Is light beer made by watering it down?

A STAFF REPORT FROM THE STRAIGHT DOPE SCIENCE ADVISORY BOARD

SHARE Is light beer made by watering it down?

Dear Straight Dope: A co-worker and I are at odds about the manner in which light beer is made. He contends the brewery adds carbonated water to dilute the liquid just before bottling. My argument is that a different mash is used, one containing less carbohydrates. This is the reason for reduced calories and alcohol. Please give us the straight dope on how “lite” beer is brewed. Thanks! Ed Nowacki, Butler, PA

SDStaff Gaudere replies:

Oh, come on, I thought everybody knew how light beer was made. All you need is a bucket of regular beer, a thirsty horse, and an empty bucket.

Kidding aside, you’re both right. “Watering down” and reducing carbohydrates in the mash are used to cut calories, alone or in combination. Some companies do indeed simply dilute their beer, which reduces the calories but also the taste and alcohol content. Others add the enzyme alpha amylase, which converts most of the dextrins (which are carbohydrates responsible for much of the beer”s aroma and flavor) to alcohol, allowing you to use a lower-carb mash and make a beer with less carbohydrates but the same amount of alcohol. Or you can add glucose in the place of some of the barley malt (glucose is more easily fully converted to alcohol than the malt), which also bumps up the alcohol content while letting you use less carbs.

Most light beers, however, are made from a process made possible in 1964 with the commercial introduction of amyloglucosidase. This enzyme makes all the dextrins fermentable, unlike alpha amylase, which only affects some. All the starch in a beer can then be converted to alcohol, producing a slightly more alcoholic beer (about 1% higher than standard beer). In addition, because there are no dextrins left, the alcohol is absorbed more rapidly into the bloodstream. Tasteless beer that gets you drunk pronto? Sounds like a frat boy’s dream. However, not wanting their customers to get blindsided by an unexpectedly potent drink, and perhaps realizing they can produce the beer less expensively with the same intoxicating effect of regular beer, brewers generally add water to adjust the alcohol content to slightly below that of a regular beer. There you have it — a weak-flavored, low calorie (from the loss of dextrins and subsequent dilution) beer with the same “kick” as regular beer.
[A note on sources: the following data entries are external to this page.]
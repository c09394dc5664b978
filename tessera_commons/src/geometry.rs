// Copyright (C) 2023 setzer22 and contributors
//
// This Source Code Form is subject to the terms of the Mozilla Public
// License, v. 2.0. If a copy of the MPL was not distributed with this
// file, You can obtain one at https://mozilla.org/MPL/2.0/.

use glam::Vec3;

/// Absolute epsilon used for area and cross-product length comparisons.
/// Decisions that hinge on a sign must reject configurations that land
/// within this band instead of committing.
pub const AREA_EPSILON: f32 = 1e-10;

pub fn triangle_area(a: Vec3, b: Vec3, c: Vec3) -> f32 {
    (b - a).cross(c - a).length() * 0.5
}

/// Unit normal of the triangle, or `None` when the triangle is degenerate.
pub fn triangle_normal(a: Vec3, b: Vec3, c: Vec3) -> Option<Vec3> {
    let cross = (b - a).cross(c - a);
    if cross.length_squared() <= AREA_EPSILON * AREA_EPSILON {
        None
    } else {
        Some(cross.normalize())
    }
}

/// Circumradius `abc / 4A`. Returns `f32::INFINITY` for degenerate triangles.
pub fn circumradius(a: Vec3, b: Vec3, c: Vec3) -> f32 {
    let area = triangle_area(a, b, c);
    if area <= AREA_EPSILON {
        return f32::INFINITY;
    }
    let la = (b - c).length();
    let lb = (c - a).length();
    let lc = (a - b).length();
    (la * lb * lc) / (4.0 * area)
}

/// Inradius `A / s` where `s` is the semi-perimeter.
pub fn inradius(a: Vec3, b: Vec3, c: Vec3) -> f32 {
    let s = ((b - c).length() + (c - a).length() + (a - b).length()) * 0.5;
    if s <= 0.0 {
        return 0.0;
    }
    triangle_area(a, b, c) / s
}

/// Triangle quality `2·r_in / r_circ`, clamped to [0, 1]. An equilateral
/// triangle scores 1, a degenerate one 0.
pub fn triangle_quality(a: Vec3, b: Vec3, c: Vec3) -> f32 {
    let area = triangle_area(a, b, c);
    if area <= AREA_EPSILON {
        return 0.0;
    }
    let la = (b - c).length();
    let lb = (c - a).length();
    let lc = (a - b).length();
    let s = (la + lb + lc) * 0.5;
    // 2 * (A/s) / (abc / 4A) = 8A^2 / (s*abc)
    let q = (8.0 * area * area) / (s * la * lb * lc);
    q.clamp(0.0, 1.0)
}

/// Interior angle at `apex`, between the directions towards `p` and `q`.
pub fn corner_angle(apex: Vec3, p: Vec3, q: Vec3) -> f32 {
    let u = p - apex;
    let v = q - apex;
    let denom = u.length() * v.length();
    if denom <= AREA_EPSILON {
        return 0.0;
    }
    (u.dot(v) / denom).clamp(-1.0, 1.0).acos()
}

/// Cotangent of the angle at `apex` between the directions towards `p` and
/// `q`. Unbounded for near-degenerate corners; callers clamp.
pub fn cotangent(apex: Vec3, p: Vec3, q: Vec3) -> f32 {
    let u = p - apex;
    let v = q - apex;
    let cross_len = u.cross(v).length();
    if cross_len <= AREA_EPSILON {
        return 0.0;
    }
    u.dot(v) / cross_len
}

/// Barycentric point-in-triangle test. The point is assumed to lie on (or
/// very close to) the triangle's plane.
pub fn point_in_triangle(p: Vec3, a: Vec3, b: Vec3, c: Vec3) -> bool {
    let v0 = c - a;
    let v1 = b - a;
    let v2 = p - a;

    let d00 = v0.dot(v0);
    let d01 = v0.dot(v1);
    let d11 = v1.dot(v1);
    let d20 = v2.dot(v0);
    let d21 = v2.dot(v1);

    let denom = d00 * d11 - d01 * d01;
    if denom.abs() <= AREA_EPSILON {
        return false;
    }
    let u = (d11 * d20 - d01 * d21) / denom;
    let v = (d00 * d21 - d01 * d20) / denom;

    u >= 0.0 && v >= 0.0 && (u + v) <= 1.0
}

/// Closest point to `p` on the triangle `(a, b, c)`, handling all Voronoi
/// regions (vertices, edges, interior).
pub fn closest_point_on_triangle(p: Vec3, a: Vec3, b: Vec3, c: Vec3) -> Vec3 {
    let ab = b - a;
    let ac = c - a;
    let ap = p - a;

    let d1 = ab.dot(ap);
    let d2 = ac.dot(ap);
    if d1 <= 0.0 && d2 <= 0.0 {
        return a;
    }

    let bp = p - b;
    let d3 = ab.dot(bp);
    let d4 = ac.dot(bp);
    if d3 >= 0.0 && d4 <= d3 {
        return b;
    }

    let vc = d1 * d4 - d3 * d2;
    if vc <= 0.0 && d1 >= 0.0 && d3 <= 0.0 {
        let t = d1 / (d1 - d3);
        return a + ab * t;
    }

    let cp = p - c;
    let d5 = ab.dot(cp);
    let d6 = ac.dot(cp);
    if d6 >= 0.0 && d5 <= d6 {
        return c;
    }

    let vb = d5 * d2 - d1 * d6;
    if vb <= 0.0 && d2 >= 0.0 && d6 <= 0.0 {
        let t = d2 / (d2 - d6);
        return a + ac * t;
    }

    let va = d3 * d6 - d5 * d4;
    if va <= 0.0 && (d4 - d3) >= 0.0 && (d5 - d6) >= 0.0 {
        let t = (d4 - d3) / ((d4 - d3) + (d5 - d6));
        return b + (c - b) * t;
    }

    let denom = 1.0 / (va + vb + vc);
    let v = vb * denom;
    let w = vc * denom;
    a + ab * v + ac * w
}

/// Closest point to `p` on the segment `(a, b)`, together with the clamped
/// parameter along the segment.
pub fn closest_point_on_segment(p: Vec3, a: Vec3, b: Vec3) -> (Vec3, f32) {
    let ab = b - a;
    let len_sq = ab.length_squared();
    if len_sq <= AREA_EPSILON {
        return (a, 0.0);
    }
    let t = ((p - a).dot(ab) / len_sq).clamp(0.0, 1.0);
    (a + ab * t, t)
}

/// Convexity test for the quadrilateral `quad` given in cyclic order,
/// evaluated against the reference normal `n`. All four corner turns must
/// agree with `n`; a turn whose magnitude falls within the epsilon band makes
/// the decision ambiguous and the quad is rejected.
pub fn is_convex_quad(quad: [Vec3; 4], n: Vec3) -> bool {
    for i in 0..4 {
        let prev = quad[(i + 3) % 4];
        let cur = quad[i];
        let next = quad[(i + 1) % 4];
        let turn = (cur - prev).cross(next - cur).dot(n);
        if turn <= AREA_EPSILON {
            return false;
        }
    }
    true
}

#[cfg(test)]
mod test {
    use super::*;

    #[test]
    fn equilateral_quality_is_one() {
        let a = Vec3::new(0.0, 0.0, 0.0);
        let b = Vec3::new(1.0, 0.0, 0.0);
        let c = Vec3::new(0.5, 3.0f32.sqrt() / 2.0, 0.0);
        let q = triangle_quality(a, b, c);
        assert!((q - 1.0).abs() < 1e-4, "quality was {q}");
    }

    #[test]
    fn degenerate_quality_is_zero() {
        let a = Vec3::ZERO;
        let b = Vec3::new(1.0, 0.0, 0.0);
        let c = Vec3::new(2.0, 0.0, 0.0);
        assert_eq!(triangle_quality(a, b, c), 0.0);
        assert!(triangle_normal(a, b, c).is_none());
    }

    #[test]
    fn point_in_triangle_classifies_centroid_and_outside() {
        let a = Vec3::ZERO;
        let b = Vec3::new(1.0, 0.0, 0.0);
        let c = Vec3::new(0.0, 1.0, 0.0);
        assert!(point_in_triangle(Vec3::new(0.25, 0.25, 0.0), a, b, c));
        assert!(!point_in_triangle(Vec3::new(1.0, 1.0, 0.0), a, b, c));
    }

    #[test]
    fn closest_point_regions() {
        let a = Vec3::ZERO;
        let b = Vec3::new(1.0, 0.0, 0.0);
        let c = Vec3::new(0.0, 1.0, 0.0);

        // Above the interior projects straight down
        let p = closest_point_on_triangle(Vec3::new(0.2, 0.2, 1.0), a, b, c);
        assert!(p.abs_diff_eq(Vec3::new(0.2, 0.2, 0.0), 1e-6));

        // Beyond a vertex clamps to the vertex
        let p = closest_point_on_triangle(Vec3::new(-1.0, -1.0, 0.0), a, b, c);
        assert!(p.abs_diff_eq(a, 1e-6));

        // Beside an edge clamps onto the edge
        let p = closest_point_on_triangle(Vec3::new(0.5, -1.0, 0.0), a, b, c);
        assert!(p.abs_diff_eq(Vec3::new(0.5, 0.0, 0.0), 1e-6));
    }

    #[test]
    fn convex_quad_test() {
        let n = Vec3::Z;
        let convex = [
            Vec3::new(0.0, 0.0, 0.0),
            Vec3::new(1.0, 0.0, 0.0),
            Vec3::new(1.0, 1.0, 0.0),
            Vec3::new(0.0, 1.0, 0.0),
        ];
        assert!(is_convex_quad(convex, n));

        // Reflex corner at the dent
        let non_convex = [
            Vec3::new(0.0, 0.0, 0.0),
            Vec3::new(1.0, 0.0, 0.0),
            Vec3::new(0.1, 0.1, 0.0),
            Vec3::new(0.0, 1.0, 0.0),
        ];
        assert!(!is_convex_quad(non_convex, n));
    }

    #[test]
    fn circum_and_inradius_of_right_triangle() {
        let a = Vec3::ZERO;
        let b = Vec3::new(3.0, 0.0, 0.0);
        let c = Vec3::new(0.0, 4.0, 0.0);
        // 3-4-5 right triangle: R = hyp/2, r = (a + b - hyp)/2
        assert!((circumradius(a, b, c) - 2.5).abs() < 1e-5);
        assert!((inradius(a, b, c) - 1.0).abs() < 1e-5);
    }
}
Those of us who actually like beer and are willing to imbibe a few extra calories to avoid beer that tastes like watered-down dregs might want to know who we have to curse for this insipid imitation of the real thing. The first true light beer was Gablinger’s Diet Beer, produced by the Rheingold brewery in 1967. Dr. Joseph L. Owades came up with the light beer making process used. “When I got into the beer business, I used to ask people why they did not drink beer. The answer I got was twofold: One, ‘I don’t like the way beer tastes.’ Two, ‘I’m afraid it will make me fat.’ It was a common belief then that drinking beer made you fat. People weren’t jogging and everybody believed beer drinkers got a big, fat beer belly. Period. I couldn’t do anything about the taste of beer, but I could do something about the calories,” he says in retrospect.

Owades also gave the formula to a friend at Chicago’s Meister Brau brewery, which produced Meister Brau Lite later that same year. Both Gablinger’s and MB Lite flopped, however. Miller bought Meister Brau, tweaked the light beer formula, and produced the first commercially successful light beer in 1975, Miller Lite. Currently light beers account for about 38% of the total beer market share, with a 25% greater portion of female drinkers than regular beer. Even micro-brewers are getting into light beer production, afraid to miss such a lucrative market.

Hmm. Perhaps I should give light beers another try. Where’s that horse?